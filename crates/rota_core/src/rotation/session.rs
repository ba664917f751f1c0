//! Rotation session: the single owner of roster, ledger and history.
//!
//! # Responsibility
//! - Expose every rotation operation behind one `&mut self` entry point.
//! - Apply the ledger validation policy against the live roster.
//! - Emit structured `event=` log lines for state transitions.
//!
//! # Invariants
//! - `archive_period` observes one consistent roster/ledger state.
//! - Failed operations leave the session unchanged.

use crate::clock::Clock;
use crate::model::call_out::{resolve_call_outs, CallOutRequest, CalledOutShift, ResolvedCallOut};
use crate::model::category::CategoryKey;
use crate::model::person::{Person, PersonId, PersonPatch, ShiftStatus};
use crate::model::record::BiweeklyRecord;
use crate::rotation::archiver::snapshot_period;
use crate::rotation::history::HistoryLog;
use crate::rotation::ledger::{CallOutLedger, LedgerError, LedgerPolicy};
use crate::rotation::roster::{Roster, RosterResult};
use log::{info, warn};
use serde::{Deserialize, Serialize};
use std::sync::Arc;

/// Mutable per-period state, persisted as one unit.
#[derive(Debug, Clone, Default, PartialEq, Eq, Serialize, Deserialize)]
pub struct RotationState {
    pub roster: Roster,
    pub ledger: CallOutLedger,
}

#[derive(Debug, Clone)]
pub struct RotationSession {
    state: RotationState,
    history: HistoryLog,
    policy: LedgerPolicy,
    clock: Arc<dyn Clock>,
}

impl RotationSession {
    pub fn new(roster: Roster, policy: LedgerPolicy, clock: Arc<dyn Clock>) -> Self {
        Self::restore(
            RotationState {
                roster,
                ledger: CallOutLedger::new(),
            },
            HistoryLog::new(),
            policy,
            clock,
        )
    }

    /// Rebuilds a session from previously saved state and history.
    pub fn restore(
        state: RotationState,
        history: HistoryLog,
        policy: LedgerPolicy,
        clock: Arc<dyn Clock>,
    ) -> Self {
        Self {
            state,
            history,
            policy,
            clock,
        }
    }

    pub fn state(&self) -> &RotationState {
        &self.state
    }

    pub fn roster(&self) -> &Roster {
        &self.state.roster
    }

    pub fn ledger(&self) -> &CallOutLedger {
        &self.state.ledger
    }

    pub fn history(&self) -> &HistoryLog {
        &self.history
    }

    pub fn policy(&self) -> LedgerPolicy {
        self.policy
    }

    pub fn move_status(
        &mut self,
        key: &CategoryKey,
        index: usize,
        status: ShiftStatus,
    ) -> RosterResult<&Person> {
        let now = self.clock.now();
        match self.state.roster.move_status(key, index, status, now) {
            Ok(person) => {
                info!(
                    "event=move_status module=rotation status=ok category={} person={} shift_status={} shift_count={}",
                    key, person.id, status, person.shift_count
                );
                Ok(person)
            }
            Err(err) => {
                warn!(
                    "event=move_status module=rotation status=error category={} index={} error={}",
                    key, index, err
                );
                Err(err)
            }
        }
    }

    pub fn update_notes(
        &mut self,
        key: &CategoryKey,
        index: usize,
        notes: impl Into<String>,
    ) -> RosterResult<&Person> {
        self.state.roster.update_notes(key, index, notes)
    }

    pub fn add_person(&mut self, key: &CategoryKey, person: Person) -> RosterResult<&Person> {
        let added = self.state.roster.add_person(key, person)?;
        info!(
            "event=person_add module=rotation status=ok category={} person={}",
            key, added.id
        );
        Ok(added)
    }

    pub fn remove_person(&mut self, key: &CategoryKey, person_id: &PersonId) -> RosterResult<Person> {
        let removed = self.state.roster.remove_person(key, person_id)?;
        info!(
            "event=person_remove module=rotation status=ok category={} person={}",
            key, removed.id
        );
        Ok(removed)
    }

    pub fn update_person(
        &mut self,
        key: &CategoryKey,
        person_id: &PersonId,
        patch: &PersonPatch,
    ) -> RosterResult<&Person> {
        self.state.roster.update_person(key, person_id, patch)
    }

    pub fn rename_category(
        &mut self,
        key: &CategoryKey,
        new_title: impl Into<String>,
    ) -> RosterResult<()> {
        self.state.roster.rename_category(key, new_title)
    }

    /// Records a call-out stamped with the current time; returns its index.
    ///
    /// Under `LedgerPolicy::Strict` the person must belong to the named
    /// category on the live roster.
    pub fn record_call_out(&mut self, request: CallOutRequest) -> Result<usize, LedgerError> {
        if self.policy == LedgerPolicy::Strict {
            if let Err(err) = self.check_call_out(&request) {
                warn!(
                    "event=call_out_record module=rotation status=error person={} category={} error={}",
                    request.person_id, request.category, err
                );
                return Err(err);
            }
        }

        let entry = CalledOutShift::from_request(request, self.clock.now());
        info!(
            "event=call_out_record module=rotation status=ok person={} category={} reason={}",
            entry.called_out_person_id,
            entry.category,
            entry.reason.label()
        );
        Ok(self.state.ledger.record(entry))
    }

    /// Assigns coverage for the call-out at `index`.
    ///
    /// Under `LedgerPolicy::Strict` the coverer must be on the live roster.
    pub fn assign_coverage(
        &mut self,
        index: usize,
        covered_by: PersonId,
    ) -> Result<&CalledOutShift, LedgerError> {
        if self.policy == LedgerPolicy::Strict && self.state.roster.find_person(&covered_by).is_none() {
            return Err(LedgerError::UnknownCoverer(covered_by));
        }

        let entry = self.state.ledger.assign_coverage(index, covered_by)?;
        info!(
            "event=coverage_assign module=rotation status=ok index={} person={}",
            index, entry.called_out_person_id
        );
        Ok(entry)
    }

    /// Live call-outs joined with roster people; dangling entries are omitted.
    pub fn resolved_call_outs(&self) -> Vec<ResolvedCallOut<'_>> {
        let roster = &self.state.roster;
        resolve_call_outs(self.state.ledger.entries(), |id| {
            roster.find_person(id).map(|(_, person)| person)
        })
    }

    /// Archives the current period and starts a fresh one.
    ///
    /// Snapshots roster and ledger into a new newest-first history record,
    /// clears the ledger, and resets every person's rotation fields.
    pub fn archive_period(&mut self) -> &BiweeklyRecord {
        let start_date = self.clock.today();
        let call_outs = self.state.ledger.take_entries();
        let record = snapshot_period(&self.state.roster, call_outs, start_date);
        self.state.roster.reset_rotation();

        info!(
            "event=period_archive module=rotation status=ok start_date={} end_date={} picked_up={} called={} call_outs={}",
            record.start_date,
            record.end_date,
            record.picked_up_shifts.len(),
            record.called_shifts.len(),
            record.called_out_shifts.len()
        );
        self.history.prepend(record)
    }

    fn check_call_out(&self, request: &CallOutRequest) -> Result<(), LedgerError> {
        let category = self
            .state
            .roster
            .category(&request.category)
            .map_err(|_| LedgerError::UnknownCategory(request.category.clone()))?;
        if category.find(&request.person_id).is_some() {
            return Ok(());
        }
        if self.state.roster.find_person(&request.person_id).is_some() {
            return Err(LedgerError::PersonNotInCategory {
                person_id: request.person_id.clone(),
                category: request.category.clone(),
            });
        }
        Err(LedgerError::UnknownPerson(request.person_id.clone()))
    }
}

▬▬▬

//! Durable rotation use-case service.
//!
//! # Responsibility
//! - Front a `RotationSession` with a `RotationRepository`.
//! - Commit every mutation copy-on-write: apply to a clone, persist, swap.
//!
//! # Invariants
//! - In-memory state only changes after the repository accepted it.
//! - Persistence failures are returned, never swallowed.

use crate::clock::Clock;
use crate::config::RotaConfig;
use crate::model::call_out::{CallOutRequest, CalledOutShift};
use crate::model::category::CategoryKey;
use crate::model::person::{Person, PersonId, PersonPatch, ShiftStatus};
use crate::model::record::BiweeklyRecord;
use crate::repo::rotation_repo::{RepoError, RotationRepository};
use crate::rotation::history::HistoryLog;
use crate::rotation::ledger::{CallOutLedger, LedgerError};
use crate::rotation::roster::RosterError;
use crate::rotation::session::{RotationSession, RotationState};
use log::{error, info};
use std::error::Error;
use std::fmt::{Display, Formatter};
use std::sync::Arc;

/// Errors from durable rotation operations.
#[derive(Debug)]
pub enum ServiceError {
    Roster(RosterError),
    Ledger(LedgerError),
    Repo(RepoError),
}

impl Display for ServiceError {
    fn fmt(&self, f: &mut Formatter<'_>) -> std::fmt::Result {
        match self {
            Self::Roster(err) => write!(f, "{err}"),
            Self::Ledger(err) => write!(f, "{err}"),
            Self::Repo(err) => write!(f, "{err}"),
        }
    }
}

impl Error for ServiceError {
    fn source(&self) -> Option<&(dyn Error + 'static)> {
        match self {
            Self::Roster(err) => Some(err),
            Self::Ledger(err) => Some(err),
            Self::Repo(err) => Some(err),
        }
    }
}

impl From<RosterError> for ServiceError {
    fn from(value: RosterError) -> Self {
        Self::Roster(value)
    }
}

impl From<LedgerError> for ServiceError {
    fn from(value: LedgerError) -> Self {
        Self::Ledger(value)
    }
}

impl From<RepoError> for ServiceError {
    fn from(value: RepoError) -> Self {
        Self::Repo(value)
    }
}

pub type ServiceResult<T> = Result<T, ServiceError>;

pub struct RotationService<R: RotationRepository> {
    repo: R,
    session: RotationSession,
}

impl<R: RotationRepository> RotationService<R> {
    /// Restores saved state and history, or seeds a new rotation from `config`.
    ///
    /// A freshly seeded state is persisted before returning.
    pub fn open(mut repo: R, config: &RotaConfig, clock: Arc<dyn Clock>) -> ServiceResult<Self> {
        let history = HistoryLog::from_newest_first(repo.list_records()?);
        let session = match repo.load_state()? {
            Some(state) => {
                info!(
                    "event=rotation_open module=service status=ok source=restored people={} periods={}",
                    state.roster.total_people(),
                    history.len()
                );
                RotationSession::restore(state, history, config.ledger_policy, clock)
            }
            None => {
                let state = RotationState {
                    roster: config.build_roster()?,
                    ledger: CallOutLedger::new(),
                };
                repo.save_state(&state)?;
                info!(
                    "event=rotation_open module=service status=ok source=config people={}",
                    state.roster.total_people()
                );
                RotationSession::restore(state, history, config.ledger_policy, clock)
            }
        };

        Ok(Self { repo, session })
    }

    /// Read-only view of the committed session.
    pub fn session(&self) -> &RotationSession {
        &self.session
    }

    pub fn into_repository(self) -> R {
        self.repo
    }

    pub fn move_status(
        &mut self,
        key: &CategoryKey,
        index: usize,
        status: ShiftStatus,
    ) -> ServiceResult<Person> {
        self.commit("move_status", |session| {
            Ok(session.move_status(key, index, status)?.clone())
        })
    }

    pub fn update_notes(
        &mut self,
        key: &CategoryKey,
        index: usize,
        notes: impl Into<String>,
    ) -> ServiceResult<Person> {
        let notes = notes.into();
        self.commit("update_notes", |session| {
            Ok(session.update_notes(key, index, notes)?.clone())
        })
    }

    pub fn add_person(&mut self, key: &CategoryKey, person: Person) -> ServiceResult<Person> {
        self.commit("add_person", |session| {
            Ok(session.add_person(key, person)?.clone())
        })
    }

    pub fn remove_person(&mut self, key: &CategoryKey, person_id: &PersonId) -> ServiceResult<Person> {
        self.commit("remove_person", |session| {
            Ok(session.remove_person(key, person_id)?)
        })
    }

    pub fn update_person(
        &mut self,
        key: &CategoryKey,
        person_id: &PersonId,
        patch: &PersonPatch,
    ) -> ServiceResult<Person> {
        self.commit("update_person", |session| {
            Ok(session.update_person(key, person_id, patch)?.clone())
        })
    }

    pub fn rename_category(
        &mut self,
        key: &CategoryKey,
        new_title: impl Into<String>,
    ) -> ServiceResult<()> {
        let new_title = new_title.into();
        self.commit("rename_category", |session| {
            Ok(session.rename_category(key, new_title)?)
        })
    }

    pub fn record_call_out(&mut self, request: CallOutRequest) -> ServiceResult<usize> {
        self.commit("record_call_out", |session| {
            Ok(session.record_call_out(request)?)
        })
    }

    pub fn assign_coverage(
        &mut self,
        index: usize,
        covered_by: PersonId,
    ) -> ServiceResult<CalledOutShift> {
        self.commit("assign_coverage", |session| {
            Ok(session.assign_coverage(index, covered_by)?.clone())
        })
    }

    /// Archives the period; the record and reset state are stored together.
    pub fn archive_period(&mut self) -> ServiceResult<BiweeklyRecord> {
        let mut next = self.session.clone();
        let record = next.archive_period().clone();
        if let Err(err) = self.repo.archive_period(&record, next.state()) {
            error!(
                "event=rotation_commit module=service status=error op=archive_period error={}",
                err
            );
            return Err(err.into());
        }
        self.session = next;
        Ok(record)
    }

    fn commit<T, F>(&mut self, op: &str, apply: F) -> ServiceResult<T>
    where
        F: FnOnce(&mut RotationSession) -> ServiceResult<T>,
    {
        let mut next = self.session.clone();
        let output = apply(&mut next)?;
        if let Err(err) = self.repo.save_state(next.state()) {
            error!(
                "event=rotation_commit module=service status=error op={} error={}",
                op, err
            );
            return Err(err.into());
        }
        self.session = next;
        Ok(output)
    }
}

▬▬▬

Within the listing above, count each line that holds the word "ResolvedCallOut"; the answer is that number alone.

• _Response to the task_: 2